## TASK INSTRUCTIONS
Transcribe the records below. Leave nothing out and change nothing.
(INFORMATION PROVIDED Opens)
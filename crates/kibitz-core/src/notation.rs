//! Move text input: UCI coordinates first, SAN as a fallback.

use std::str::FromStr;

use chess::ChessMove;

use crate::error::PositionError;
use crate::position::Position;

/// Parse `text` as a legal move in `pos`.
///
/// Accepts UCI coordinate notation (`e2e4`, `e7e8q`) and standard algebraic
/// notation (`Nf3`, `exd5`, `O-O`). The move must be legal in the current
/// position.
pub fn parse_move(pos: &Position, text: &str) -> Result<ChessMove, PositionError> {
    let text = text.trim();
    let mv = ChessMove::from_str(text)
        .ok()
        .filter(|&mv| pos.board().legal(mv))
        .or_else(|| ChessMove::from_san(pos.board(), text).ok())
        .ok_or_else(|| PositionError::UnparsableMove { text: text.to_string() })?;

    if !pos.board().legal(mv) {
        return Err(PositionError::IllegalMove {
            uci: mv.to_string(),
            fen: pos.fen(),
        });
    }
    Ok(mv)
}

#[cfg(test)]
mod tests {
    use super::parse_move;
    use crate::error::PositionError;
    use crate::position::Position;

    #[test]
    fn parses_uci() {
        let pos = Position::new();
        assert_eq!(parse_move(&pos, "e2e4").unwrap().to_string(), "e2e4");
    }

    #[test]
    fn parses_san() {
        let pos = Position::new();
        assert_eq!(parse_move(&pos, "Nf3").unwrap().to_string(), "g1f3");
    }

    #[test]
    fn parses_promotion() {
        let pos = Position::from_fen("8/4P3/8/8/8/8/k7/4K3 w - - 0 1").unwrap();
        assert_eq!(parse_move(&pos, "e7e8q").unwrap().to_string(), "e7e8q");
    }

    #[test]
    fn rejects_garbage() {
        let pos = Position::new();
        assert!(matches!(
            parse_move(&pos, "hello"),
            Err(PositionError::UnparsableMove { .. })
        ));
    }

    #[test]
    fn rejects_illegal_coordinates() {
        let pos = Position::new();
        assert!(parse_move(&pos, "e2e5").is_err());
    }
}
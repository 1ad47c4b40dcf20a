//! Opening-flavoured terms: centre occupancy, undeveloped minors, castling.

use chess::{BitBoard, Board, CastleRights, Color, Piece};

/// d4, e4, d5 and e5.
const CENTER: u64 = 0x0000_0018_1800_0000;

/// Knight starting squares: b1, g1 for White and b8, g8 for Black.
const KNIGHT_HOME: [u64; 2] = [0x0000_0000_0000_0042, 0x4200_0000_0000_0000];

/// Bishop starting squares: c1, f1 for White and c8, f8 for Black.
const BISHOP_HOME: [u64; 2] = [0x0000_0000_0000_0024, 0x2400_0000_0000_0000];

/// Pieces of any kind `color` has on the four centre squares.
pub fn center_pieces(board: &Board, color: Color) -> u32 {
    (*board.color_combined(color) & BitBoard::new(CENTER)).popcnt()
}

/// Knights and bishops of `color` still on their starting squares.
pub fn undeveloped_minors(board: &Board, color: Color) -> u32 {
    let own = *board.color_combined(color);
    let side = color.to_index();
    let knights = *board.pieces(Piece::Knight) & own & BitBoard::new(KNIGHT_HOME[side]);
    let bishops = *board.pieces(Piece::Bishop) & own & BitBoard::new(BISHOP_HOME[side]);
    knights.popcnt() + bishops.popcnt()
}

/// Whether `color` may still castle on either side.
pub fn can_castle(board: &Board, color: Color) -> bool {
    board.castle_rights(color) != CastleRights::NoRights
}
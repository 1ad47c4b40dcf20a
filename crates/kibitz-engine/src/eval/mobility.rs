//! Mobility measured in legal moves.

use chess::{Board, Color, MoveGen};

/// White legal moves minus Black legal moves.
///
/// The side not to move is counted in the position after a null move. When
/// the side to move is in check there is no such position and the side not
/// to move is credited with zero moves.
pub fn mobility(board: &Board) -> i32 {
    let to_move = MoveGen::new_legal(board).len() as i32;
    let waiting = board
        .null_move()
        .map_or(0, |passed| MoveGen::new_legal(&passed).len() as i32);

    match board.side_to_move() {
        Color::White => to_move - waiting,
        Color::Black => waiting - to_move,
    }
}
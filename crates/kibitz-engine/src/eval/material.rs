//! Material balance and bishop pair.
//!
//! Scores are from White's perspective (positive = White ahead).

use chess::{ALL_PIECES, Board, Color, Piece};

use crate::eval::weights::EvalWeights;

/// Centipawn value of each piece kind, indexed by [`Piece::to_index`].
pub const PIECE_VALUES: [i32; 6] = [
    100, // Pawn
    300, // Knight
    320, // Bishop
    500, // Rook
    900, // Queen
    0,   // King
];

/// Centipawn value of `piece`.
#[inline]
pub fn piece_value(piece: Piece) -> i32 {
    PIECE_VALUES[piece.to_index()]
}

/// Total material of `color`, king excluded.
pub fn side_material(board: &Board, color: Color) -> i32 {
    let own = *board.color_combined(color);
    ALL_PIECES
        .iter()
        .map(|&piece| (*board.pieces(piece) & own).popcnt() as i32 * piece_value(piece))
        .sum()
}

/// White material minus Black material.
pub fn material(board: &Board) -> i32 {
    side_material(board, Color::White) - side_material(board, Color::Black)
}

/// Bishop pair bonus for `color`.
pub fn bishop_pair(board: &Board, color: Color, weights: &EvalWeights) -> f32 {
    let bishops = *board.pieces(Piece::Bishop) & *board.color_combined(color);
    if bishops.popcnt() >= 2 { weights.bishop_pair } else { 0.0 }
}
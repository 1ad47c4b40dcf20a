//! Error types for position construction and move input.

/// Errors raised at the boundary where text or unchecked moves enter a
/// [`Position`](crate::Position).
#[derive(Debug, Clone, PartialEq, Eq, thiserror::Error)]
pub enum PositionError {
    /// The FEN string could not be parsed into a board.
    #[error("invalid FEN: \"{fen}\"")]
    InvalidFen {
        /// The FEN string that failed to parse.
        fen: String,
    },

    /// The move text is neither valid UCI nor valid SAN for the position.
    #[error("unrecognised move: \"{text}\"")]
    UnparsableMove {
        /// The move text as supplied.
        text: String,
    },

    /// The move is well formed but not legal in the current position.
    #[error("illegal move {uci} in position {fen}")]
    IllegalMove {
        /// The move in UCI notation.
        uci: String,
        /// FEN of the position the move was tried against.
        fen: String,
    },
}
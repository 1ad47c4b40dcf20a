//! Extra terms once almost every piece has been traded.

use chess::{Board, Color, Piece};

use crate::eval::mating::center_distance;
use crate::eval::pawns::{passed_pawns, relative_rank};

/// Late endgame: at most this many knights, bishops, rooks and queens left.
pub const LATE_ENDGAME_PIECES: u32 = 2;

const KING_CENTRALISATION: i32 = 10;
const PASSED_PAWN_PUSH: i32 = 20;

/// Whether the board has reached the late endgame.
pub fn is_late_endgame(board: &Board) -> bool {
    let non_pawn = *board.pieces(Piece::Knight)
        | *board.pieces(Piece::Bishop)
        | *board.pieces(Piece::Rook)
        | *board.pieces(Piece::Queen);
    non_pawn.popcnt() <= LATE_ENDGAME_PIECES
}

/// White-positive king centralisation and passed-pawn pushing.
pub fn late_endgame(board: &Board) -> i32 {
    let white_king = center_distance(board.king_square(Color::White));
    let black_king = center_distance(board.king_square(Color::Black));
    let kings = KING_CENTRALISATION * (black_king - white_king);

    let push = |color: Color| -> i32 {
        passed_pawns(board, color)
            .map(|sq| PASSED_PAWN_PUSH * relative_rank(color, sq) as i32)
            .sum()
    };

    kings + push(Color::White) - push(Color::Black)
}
(INFORMATION PROVIDED Closes)
## TASK RESULT
filename crates/kibitz-core/src/notation.rs
//! Move text input: UCI coordinates first, SAN as a fallback.

use std::str::FromStr;

use chess::ChessMove;

use crate::error::PositionError;
use crate::position::Position;

/// Parse `text` as a legal move in `pos`.
///
/// Accepts UCI coordinate notation (`e2e4`, `e7e8q`) and standard algebraic
/// notation (`Nf3`, `exd5`, `O-O`). The move must be legal in the current
/// position.
pub fn parse_move(pos: &Position, text: &str) -> Result<ChessMove, PositionError> {
    let text = text.trim();
    let mv = ChessMove::from_str(text)
        .ok()
        .filter(|&mv| pos.board().legal(mv))
        .or_else(|| ChessMove::from_san(pos.board(), text).ok())
        .ok_or_else(|| PositionError::UnparsableMove { text: text.to_string() })?;

    if !pos.board().legal(mv) {
        return Err(PositionError::IllegalMove {
            uci: mv.to_string(),
            fen: pos.fen(),
        });
    }
    Ok(mv)
}

#[cfg(test)]
mod tests {
    use super::parse_move;
    use crate::error::PositionError;
    use crate::position::Position;

    #[test]
    fn parses_uci() {
        let pos = Position::new();
        assert_eq!(parse_move(&pos, "e2e4").unwrap().to_string(), "e2e4");
    }

    #[test]
    fn parses_san() {
        let pos = Position::new();
        assert_eq!(parse_move(&pos, "Nf3").unwrap().to_string(), "g1f3");
    }

    #[test]
    fn parses_promotion() {
        let pos = Position::from_fen("8/4P3/8/8/8/8/k7/4K3 w - - 0 1").unwrap();
        assert_eq!(parse_move(&pos, "e7e8q").unwrap().to_string(), "e7e8q");
    }

    #[test]
    fn rejects_garbage() {
        let pos = Position::new();
        assert!(matches!(
            parse_move(&pos, "hello"),
            Err(PositionError::UnparsableMove { .. })
        ));
    }

    #[test]
    fn rejects_illegal_coordinates() {
        let pos = Position::new();
        assert!(parse_move(&pos, "e2e5").is_err());
    }
}
repository 1ad47c4b40dcf20a
//! Opening-flavoured terms: centre occupancy, undeveloped minors, castling.

use chess::{BitBoard, Board, CastleRights, Color, Piece};

/// d4, e4, d5 and e5.
const CENTER: u64 = 0x0000_0018_1800_0000;

/// Knight starting squares: b1, g1 for White and b8, g8 for Black.
const KNIGHT_HOME: [u64; 2] = [0x0000_0000_0000_0042, 0x4200_0000_0000_0000];

/// Bishop starting squares: c1, f1 for White and c8, f8 for Black.
const BISHOP_HOME: [u64; 2] = [0x0000_0000_0000_0024, 0x2400_0000_0000_0000];

/// Pieces of any kind `color` has on the four centre squares.
pub fn center_pieces(board: &Board, color: Color) -> u32 {
    (*board.color_combined(color) & BitBoard::new(CENTER)).popcnt()
}

/// Knights and bishops of `color` still on their starting squares.
pub fn undeveloped_minors(board: &Board, color: Color) -> u32 {
    let own = *board.color_combined(color);
    let side = color.to_index();
    let knights = *board.pieces(Piece::Knight) & own & BitBoard::new(KNIGHT_HOME[side]);
    let bishops = *board.pieces(Piece::Bishop) & own & BitBoard::new(BISHOP_HOME[side]);
    knights.popcnt() + bishops.popcnt()
}

/// Whether `color` may still castle on either side.
pub fn can_castle(board: &Board, color: Color) -> bool {
    board.castle_rights(color) != CastleRights::NoRights
}
repository 1ad47c4b40dcf20a
filename crates/kibitz-engine/src/eval/mobility.rs
//! Mobility measured in legal moves.

use chess::{Board, Color, MoveGen};

/// White legal moves minus Black legal moves.
///
/// The side not to move is counted in the position after a null move. When
/// the side to move is in check there is no such position and the side not
/// to move is credited with zero moves.
pub fn mobility(board: &Board) -> i32 {
    let to_move = MoveGen::new_legal(board).len() as i32;
    let waiting = board
        .null_move()
        .map_or(0, |passed| MoveGen::new_legal(&passed).len() as i32);

    match board.side_to_move() {
        Color::White => to_move - waiting,
        Color::Black => waiting - to_move,
    }
}
filename crates/kibitz-engine/src/eval/material.rs
//! Material balance and bishop pair.
//!
//! Scores are from White's perspective (positive = White ahead).

use chess::{ALL_PIECES, Board, Color, Piece};

use crate::eval::weights::EvalWeights;

/// Centipawn value of each piece kind, indexed by [`Piece::to_index`].
pub const PIECE_VALUES: [i32; 6] = [
    100, // Pawn
    300, // Knight
    320, // Bishop
    500, // Rook
    900, // Queen
    0,   // King
];

/// Centipawn value of `piece`.
#[inline]
pub fn piece_value(piece: Piece) -> i32 {
    PIECE_VALUES[piece.to_index()]
}

/// Total material of `color`, king excluded.
pub fn side_material(board: &Board, color: Color) -> i32 {
    let own = *board.color_combined(color);
    ALL_PIECES
        .iter()
        .map(|&piece| (*board.pieces(piece) & own).popcnt() as i32 * piece_value(piece))
        .sum()
}

/// White material minus Black material.
pub fn material(board: &Board) -> i32 {
    side_material(board, Color::White) - side_material(board, Color::Black)
}

/// Bishop pair bonus for `color`.
pub fn bishop_pair(board: &Board, color: Color, weights: &EvalWeights) -> f32 {
    let bishops = *board.pieces(Piece::Bishop) & *board.color_combined(color);
    if bishops.popcnt() >= 2 { weights.bishop_pair } else { 0.0 }
}
repository 1ad47c4b40dcf20a
//! Error types for position construction and move input.

/// Errors raised at the boundary where text or unchecked moves enter a
/// [`Position`](crate::Position).
#[derive(Debug, Clone, PartialEq, Eq, thiserror::Error)]
pub enum PositionError {
    /// The FEN string could not be parsed into a board.
    #[error("invalid FEN: \"{fen}\"")]
    InvalidFen {
        /// The FEN string that failed to parse.
        fen: String,
    },

    /// The move text is neither valid UCI nor valid SAN for the position.
    #[error("unrecognised move: \"{text}\"")]
    UnparsableMove {
        /// The move text as supplied.
        text: String,
    },

    /// The move is well formed but not legal in the current position.
    #[error("illegal move {uci} in position {fen}")]
    IllegalMove {
        /// The move in UCI notation.
        uci: String,
        /// FEN of the position the move was tried against.
        fen: String,
    },
}
repository 1ad47c4b40dcf20a
//! Extra terms once almost every piece has been traded.

use chess::{Board, Color, Piece};

use crate::eval::mating::center_distance;
use crate::eval::pawns::{passed_pawns, relative_rank};

/// Late endgame: at most this many knights, bishops, rooks and queens left.
pub const LATE_ENDGAME_PIECES: u32 = 2;

const KING_CENTRALISATION: i32 = 10;
const PASSED_PAWN_PUSH: i32 = 20;

/// Whether the board has reached the late endgame.
pub fn is_late_endgame(board: &Board) -> bool {
    let non_pawn = *board.pieces(Piece::Knight)
        | *board.pieces(Piece::Bishop)
        | *board.pieces(Piece::Rook)
        | *board.pieces(Piece::Queen);
    non_pawn.popcnt() <= LATE_ENDGAME_PIECES
}

/// White-positive king centralisation and passed-pawn pushing.
pub fn late_endgame(board: &Board) -> i32 {
    let white_king = center_distance(board.king_square(Color::White));
    let black_king = center_distance(board.king_square(Color::Black));
    let kings = KING_CENTRALISATION * (black_king - white_king);

    let push = |color: Color| -> i32 {
        passed_pawns(board, color)
            .map(|sq| PASSED_PAWN_PUSH * relative_rank(color, sq) as i32)
            .sum()
    };

    kings + push(Color::White) - push(Color::Black)
}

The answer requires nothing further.